MikeApril 23, 2006 at 6:09 am #8493thepooles98Keymaster
[img]C:Documents and SettingsOwnerMy DocumentsMy Picturesfor mattw2kdbb.jpg[img]I haven’t figured out how to insert a photo, but try this. Open your photo with the Microsoft Office Picture manager.
Under picture select adjust brightness and contrast. Then adjust the midrange slider.
This will bring out some more detail on your photos at the expense of graininess.
Mike[/img]April 23, 2006 at 2:15 pm #8494SciencetechKeymaster
Having tried taking auroras pictures at McMurdo, I found it to be one of the toughest kinds of photography. Your subject is dim, it moves, and it’s always bloody cold out when they appear. It’s gotta be even worse at the Pole! No teasing here; I know how hard it is.

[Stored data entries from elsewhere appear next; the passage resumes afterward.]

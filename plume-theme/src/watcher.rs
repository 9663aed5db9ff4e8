//! Reloads a theme document when it changes on disk.

use std::path::{Path, PathBuf};
use std::sync::mpsc;

use notify::{Event, EventKind, RecommendedWatcher, RecursiveMode, Watcher};

use crate::error::ThemeResult;
use crate::theme::Theme;

/// Watches a single theme document.
///
/// Changes are collected in the background and picked up by [ThemeWatcher::poll],
/// which never blocks. A document that fails to parse after a change yields
/// nothing, so the caller keeps the theme it already has.
pub struct ThemeWatcher {
    path: PathBuf,
    _watcher: RecommendedWatcher,
    event_rx: mpsc::Receiver<notify::Result<Event>>,
}

impl ThemeWatcher {
    /// Start watching the theme document at `path`.
    pub fn new(path: impl AsRef<Path>) -> ThemeResult<Self> {
        let path = path.as_ref().to_path_buf();
        let (tx, rx) = mpsc::channel();
        let mut watcher = notify::recommended_watcher(tx)?;
        watcher.watch(&path, RecursiveMode::NonRecursive)?;

        log::debug!("Watching theme document {:?}", path);

        Ok(Self {
            path,
            _watcher: watcher,
            event_rx: rx,
        })
    }

    /// The watched document.
    pub fn path(&self) -> &Path {
        &self.path
    }

    /// Whether the document changed since the last call. Drains pending events.
    pub fn has_changed(&self) -> bool {
        let mut changed = false;
        while let Ok(event) = self.event_rx.try_recv() {
            match event {
                Ok(event) => changed |= Self::is_content_change(&event.kind),
                Err(err) => log::warn!("Theme watcher error: {}", err),
            }
        }
        changed
    }

    /// Reload the document if it changed since the last call.
    ///
    /// Returns [None] when nothing changed or the new document is unusable.
    pub fn poll(&self) -> Option<Theme> {
        if !self.has_changed() {
            return None;
        }

        match Theme::from_file(&self.path) {
            Ok(theme) => {
                log::info!("Reloaded theme '{}' from {:?}", theme.meta().name, self.path);
                Some(theme)
            },
            Err(err) => {
                log::warn!("Keeping current theme, reload of {:?} failed: {}", self.path, err);
                None
            },
        }
    }

    fn is_content_change(kind: &EventKind) -> bool {
        matches!(kind, EventKind::Create(_) | EventKind::Modify(_) | EventKind::Any)
    }
}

Mike’s right about the Bulb setting and ISO adjustments. Some digital cameras also have a long-exposure noise reduction setting that can reduce CCD noise. Other tricks… Use an extension shutter release if you have one. Wide angle lenses at the largest aperture work best, in my experience. Washed-out colors can be Photoshopped. An interesting foreground (the dome?) helps the composition and can make the pics much more dramatic. If you wanted to get fancy you combine a long exposure aurora shot with a single flash to illuminate the foreground.
I’m set up for auroral photography this year but I’ve never seen them here — too far outside of the auroral oval, which is centered on the other side of the continent. It would take one heck of a solar storm to pump them up to Palmer. But we saw some decent nacreous clouds last year. Nothing like McMurdo’s, which can be spectacular, but still worth a picture.
gMay 3, 2006 at 7:51 pm #8495AnonymousMember
We had a heated aurora tower with a clear plastic dome at Scott Base. It was ideal for taking photos. Very comfortable. I don’t know if it’s still there. We had one beam aurora that was so bright that it cast shadows.
- The forum ‘Life on the Ice’ is closed to new topics and replies.